I’ve a few theories to explain all this, though I’ve no idea which is correct. For a while I’ve assumed it’s about sincerity. When Sadiq Khan mentions his dad’s bus for the 257th time in a day, he does it with a wink to the audience, making a crack about the fact he won’t stop going on about it. That way, the message gets through to the punters at home who are only half listening, but the bored lobby hacks who’ve heard this routine two dozen times before feel they’re in the joke.

Burnham, it seems to me, lacks this lightness of touch: when he won’t stop banging on about the fact he grew up in the north, it feels uncomfortably like he means it. And to take yourself seriously in politics is sometimes to invite others to make jokes at your expense.

Then again, perhaps the problem is that Burnham isn’t quite sincere enough. Sadiq Khan genuinely is the son of a bus-driving immigrant: he may keep going on about it, but it is at least true. Burnham’s “just a northern lad” narrative is true, too, but excludes some crucial facts: that he went to Cambridge, and was working in Parliament aged 24. Perhaps that shouldn’t change how we interpret his story; but I fear, nonetheless, it does.

Maybe that’s not it, though: maybe I’m just another London media snob. Because Burnham did grow up at the disadvantaged end of the country, a region where, for too many people, chasing opportunities means leaving. The idea London is a city where the son of a bus driver can become mayor flatters our metropolitan self-image; the idea that a northerner who wants to build a career in politics has to head south at the earliest opportunity does the opposite. 
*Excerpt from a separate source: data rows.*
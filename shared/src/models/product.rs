//! Product Model

use serde::{Deserialize, Serialize};

/// Product entity
///
/// `product_type` selects the process sequence that routes job cards for
/// this product (e.g. "Offset Carton", "Digital Label").
#[derive(Debug, Clone, Serialize, Deserialize)]
#[cfg_attr(feature = "db", derive(sqlx::FromRow))]
pub struct Product {
    pub id: i64,
    pub code: String,
    pub name: String,
    pub product_type: String,
    /// Owning customer, `None` for generic catalogue items
    pub company_id: Option<i64>,
    pub description: Option<String>,
    pub is_active: bool,
    pub created_at: i64,
    pub updated_at: i64,
}

/// Create product payload
#[derive(Debug, Clone, Serialize, Deserialize)]
pub struct ProductCreate {
    pub code: String,
    pub name: String,
    pub product_type: String,
    pub company_id: Option<i64>,
    pub description: Option<String>,
}

/// Update product payload
#[derive(Debug, Clone, Default, Serialize, Deserialize)]
pub struct ProductUpdate {
    pub code: Option<String>,
    pub name: Option<String>,
    pub product_type: Option<String>,
    pub company_id: Option<i64>,
    pub description: Option<String>,
    pub is_active: Option<bool>,
}
//! Product database operations

use shared::models::{Product, ProductCreate, ProductUpdate};
use sqlx::PgExecutor;

use super::BoxError;

const COLUMNS: &str = "id, code, name, product_type, company_id, description, \
                       is_active, created_at, updated_at";

const SEARCH_WHERE: &str = r#"
    WHERE is_active = $1
      AND ($2::text IS NULL OR code ILIKE $2 OR name ILIKE $2)
      AND ($3::bigint IS NULL OR company_id = $3)
      AND ($4::text IS NULL OR product_type = $4)
"#;

/// Product list filters beyond search / active
#[derive(Debug, Default)]
pub struct ProductFilter<'a> {
    pub company_id: Option<i64>,
    pub product_type: Option<&'a str>,
}

pub async fn list(
    conn: impl PgExecutor<'_>,
    active: bool,
    pattern: Option<&str>,
    filter: &ProductFilter<'_>,
    limit: u32,
    offset: u64,
) -> Result<Vec<Product>, BoxError> {
    let sql = format!("SELECT {COLUMNS} FROM products {SEARCH_WHERE} ORDER BY name LIMIT $5 OFFSET $6");
    let rows = sqlx::query_as::<_, Product>(&sql)
        .bind(active)
        .bind(pattern)
        .bind(filter.company_id)
        .bind(filter.product_type)
        .bind(limit as i64)
        .bind(offset as i64)
        .fetch_all(conn)
        .await?;
    Ok(rows)
}

pub async fn count(
    conn: impl PgExecutor<'_>,
    active: bool,
    pattern: Option<&str>,
    filter: &ProductFilter<'_>,
) -> Result<i64, BoxError> {
    let sql = format!("SELECT COUNT(*) FROM products {SEARCH_WHERE}");
    let (count,): (i64,) = sqlx::query_as(&sql)
        .bind(active)
        .bind(pattern)
        .bind(filter.company_id)
        .bind(filter.product_type)
        .fetch_one(conn)
        .await?;
    Ok(count)
}

pub async fn find_by_id(conn: impl PgExecutor<'_>, id: i64) -> Result<Option<Product>, BoxError> {
    let sql = format!("SELECT {COLUMNS} FROM products WHERE id = $1");
    let row = sqlx::query_as::<_, Product>(&sql)
        .bind(id)
        .fetch_optional(conn)
        .await?;
    Ok(row)
}

pub async fn create(conn: impl PgExecutor<'_>, data: &ProductCreate) -> Result<Product, BoxError> {
    let now = shared::util::now_millis();
    let sql = format!(
        r#"
        INSERT INTO products (
            code, name, product_type, company_id, description,
            is_active, created_at, updated_at
        )
        VALUES ($1, $2, $3, $4, $5, TRUE, $6, $6)
        RETURNING {COLUMNS}
        "#
    );
    let row = sqlx::query_as::<_, Product>(&sql)
        .bind(data.code.trim())
        .bind(data.name.trim())
        .bind(data.product_type.trim())
        .bind(data.company_id)
        .bind(&data.description)
        .bind(now)
        .fetch_one(conn)
        .await?;
    Ok(row)
}

pub async fn update(
    conn: impl PgExecutor<'_>,
    id: i64,
    data: &ProductUpdate,
) -> Result<Option<Product>, BoxError> {
    let now = shared::util::now_millis();
    let sql = format!(
        r#"
        UPDATE products SET
            code = COALESCE($1, code),
            name = COALESCE($2, name),
            product_type = COALESCE($3, product_type),
            company_id = COALESCE($4, company_id),
            description = COALESCE($5, description),
            is_active = COALESCE($6, is_active),
            updated_at = $7
        WHERE id = $8
        RETURNING {COLUMNS}
        "#
    );
    let row = sqlx::query_as::<_, Product>(&sql)
        .bind(data.code.as_deref().map(str::trim))
        .bind(data.name.as_deref().map(str::trim))
        .bind(data.product_type.as_deref().map(str::trim))
        .bind(data.company_id)
        .bind(&data.description)
        .bind(data.is_active)
        .bind(now)
        .bind(id)
        .fetch_optional(conn)
        .await?;
    Ok(row)
}

/// Soft delete
pub async fn deactivate(conn: impl PgExecutor<'_>, id: i64) -> Result<bool, BoxError> {
    let result = sqlx::query("UPDATE products SET is_active = FALSE, updated_at = $1 WHERE id = $2")
        .bind(shared::util::now_millis())
        .bind(id)
        .execute(conn)
        .await?;
    Ok(result.rows_affected() > 0)
}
So if we roll our eyes when Burnham talks about the north, perhaps that reflects badly on us, not him: the opposite of northern chippiness is southern snobbery.

There’s one last possibility for why we may rate Sadiq Khan more highly than Andy Burnham: Sadiq Khan won. We can titter a little at the jokes and the fibs but he is, nonetheless, mayor of London. Andy Burnham is just the bloke who lost two Labour leadership campaigns.

At least – for now. In six weeks time, he’s highly likely to the first mayor of Greater Manchester. Slipperiness is not the worst quality in a mayor; and so much of the job will be about banging the drum for the city, and the region, that Burnham’s tendency to wear his northernness on his sleeve will be a positive boon.

Sadiq Khan’s stature has grown because the fact he became London’s mayor seems to say something, about the kind of city London is and the kind we want it to be. Perhaps, after May, Andy Burnham can do the same for the north – and the north can do the same for Andy Burnham.